Stored data entries:
^^^^^^^^^^^^^^^^

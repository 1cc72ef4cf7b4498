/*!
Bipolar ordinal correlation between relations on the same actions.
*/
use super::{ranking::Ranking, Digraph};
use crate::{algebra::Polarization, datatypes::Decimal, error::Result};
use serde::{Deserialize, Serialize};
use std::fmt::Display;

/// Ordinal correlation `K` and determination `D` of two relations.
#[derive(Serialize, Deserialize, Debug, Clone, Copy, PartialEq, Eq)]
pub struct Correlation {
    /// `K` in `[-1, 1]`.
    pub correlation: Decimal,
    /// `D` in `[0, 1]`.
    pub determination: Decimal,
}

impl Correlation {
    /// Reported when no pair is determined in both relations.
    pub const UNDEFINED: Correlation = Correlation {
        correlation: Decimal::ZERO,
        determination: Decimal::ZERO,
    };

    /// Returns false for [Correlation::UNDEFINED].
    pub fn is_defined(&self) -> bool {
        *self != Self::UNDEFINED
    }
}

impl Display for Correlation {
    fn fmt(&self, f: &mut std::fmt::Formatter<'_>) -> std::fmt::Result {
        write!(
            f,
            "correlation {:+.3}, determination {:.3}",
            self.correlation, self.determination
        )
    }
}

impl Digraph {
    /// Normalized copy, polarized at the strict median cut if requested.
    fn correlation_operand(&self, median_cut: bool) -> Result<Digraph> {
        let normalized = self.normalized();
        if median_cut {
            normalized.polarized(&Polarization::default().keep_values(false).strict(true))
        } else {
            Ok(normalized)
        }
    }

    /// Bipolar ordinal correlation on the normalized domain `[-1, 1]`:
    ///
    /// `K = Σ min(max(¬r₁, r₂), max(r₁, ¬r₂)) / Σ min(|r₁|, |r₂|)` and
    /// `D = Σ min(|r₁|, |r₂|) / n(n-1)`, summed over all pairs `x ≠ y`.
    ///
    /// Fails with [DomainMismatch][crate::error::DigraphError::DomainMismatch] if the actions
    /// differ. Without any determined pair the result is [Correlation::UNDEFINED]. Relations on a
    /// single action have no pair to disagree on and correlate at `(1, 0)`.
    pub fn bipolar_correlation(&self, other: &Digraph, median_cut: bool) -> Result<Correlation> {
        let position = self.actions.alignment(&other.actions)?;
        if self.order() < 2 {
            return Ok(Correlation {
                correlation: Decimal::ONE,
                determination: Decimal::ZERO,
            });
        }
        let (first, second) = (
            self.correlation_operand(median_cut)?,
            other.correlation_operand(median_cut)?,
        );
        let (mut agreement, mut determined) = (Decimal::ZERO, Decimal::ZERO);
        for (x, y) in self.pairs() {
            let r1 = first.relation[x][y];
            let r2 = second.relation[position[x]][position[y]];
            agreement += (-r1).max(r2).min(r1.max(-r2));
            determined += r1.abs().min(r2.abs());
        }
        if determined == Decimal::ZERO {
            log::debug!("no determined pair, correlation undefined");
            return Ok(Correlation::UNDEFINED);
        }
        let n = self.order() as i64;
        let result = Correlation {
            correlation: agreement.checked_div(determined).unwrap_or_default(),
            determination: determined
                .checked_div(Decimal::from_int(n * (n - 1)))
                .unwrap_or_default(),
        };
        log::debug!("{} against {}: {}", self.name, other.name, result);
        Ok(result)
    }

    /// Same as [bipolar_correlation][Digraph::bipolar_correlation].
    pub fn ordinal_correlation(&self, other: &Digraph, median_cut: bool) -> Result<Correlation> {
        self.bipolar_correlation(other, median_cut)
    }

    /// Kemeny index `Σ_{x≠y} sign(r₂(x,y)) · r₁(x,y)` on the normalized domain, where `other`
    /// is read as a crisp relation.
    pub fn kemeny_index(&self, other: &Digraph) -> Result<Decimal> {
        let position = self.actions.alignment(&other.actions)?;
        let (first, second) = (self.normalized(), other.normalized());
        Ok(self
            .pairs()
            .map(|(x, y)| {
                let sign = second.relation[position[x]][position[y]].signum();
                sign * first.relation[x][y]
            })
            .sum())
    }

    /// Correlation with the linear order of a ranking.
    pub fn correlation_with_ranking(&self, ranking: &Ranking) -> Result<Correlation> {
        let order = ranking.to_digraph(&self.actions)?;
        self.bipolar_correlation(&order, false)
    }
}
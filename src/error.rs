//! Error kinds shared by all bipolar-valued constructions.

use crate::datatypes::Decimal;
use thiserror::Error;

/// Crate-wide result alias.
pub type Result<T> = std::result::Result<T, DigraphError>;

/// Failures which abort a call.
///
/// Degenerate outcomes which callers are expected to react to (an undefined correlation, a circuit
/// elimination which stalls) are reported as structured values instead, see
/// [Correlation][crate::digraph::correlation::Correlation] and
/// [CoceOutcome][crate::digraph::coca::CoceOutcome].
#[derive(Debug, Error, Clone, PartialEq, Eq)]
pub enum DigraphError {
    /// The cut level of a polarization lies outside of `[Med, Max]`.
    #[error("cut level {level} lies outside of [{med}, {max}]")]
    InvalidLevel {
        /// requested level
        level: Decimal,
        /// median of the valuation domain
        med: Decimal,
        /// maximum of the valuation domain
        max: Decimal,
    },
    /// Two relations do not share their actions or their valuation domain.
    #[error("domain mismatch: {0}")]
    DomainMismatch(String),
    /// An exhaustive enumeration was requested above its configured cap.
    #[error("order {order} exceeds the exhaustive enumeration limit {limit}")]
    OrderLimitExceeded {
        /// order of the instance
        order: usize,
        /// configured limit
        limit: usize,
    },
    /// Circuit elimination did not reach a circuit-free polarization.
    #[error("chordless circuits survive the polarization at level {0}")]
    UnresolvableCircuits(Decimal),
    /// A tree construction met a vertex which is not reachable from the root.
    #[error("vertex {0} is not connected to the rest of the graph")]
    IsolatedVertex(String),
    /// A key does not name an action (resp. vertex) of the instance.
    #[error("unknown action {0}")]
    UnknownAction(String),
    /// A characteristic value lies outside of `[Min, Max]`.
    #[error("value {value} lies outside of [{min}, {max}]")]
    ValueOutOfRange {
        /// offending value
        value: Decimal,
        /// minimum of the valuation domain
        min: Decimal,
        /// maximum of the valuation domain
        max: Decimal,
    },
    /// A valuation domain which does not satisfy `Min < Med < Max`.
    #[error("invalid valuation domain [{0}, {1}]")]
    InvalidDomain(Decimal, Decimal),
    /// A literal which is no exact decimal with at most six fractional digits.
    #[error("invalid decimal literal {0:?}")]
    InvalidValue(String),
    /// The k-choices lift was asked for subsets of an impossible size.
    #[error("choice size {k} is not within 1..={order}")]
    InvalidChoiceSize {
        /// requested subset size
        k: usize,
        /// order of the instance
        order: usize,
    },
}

^^^^^^^^^^^^^^^^

Repeat exactly the lines of the data from the first one through the line with "cut if requested.", both of them included.

repository 1cc72ef4cf7b4498
/*!
Bipolar ordinal correlation between relations on the same actions.
*/
use super::{ranking::Ranking, Digraph};
use crate::{algebra::Polarization, datatypes::Decimal, error::Result};
use serde::{Deserialize, Serialize};
use std::fmt::Display;

/// Ordinal correlation `K` and determination `D` of two relations.
#[derive(Serialize, Deserialize, Debug, Clone, Copy, PartialEq, Eq)]
pub struct Correlation {
    /// `K` in `[-1, 1]`.
    pub correlation: Decimal,
    /// `D` in `[0, 1]`.
    pub determination: Decimal,
}

impl Correlation {
    /// Reported when no pair is determined in both relations.
    pub const UNDEFINED: Correlation = Correlation {
        correlation: Decimal::ZERO,
        determination: Decimal::ZERO,
    };

    /// Returns false for [Correlation::UNDEFINED].
    pub fn is_defined(&self) -> bool {
        *self != Self::UNDEFINED
    }
}

impl Display for Correlation {
    fn fmt(&self, f: &mut std::fmt::Formatter<'_>) -> std::fmt::Result {
        write!(
            f,
            "correlation {:+.3}, determination {:.3}",
            self.correlation, self.determination
        )
    }
}

impl Digraph {
    /// Normalized copy, polarized at the strict median cut if requested.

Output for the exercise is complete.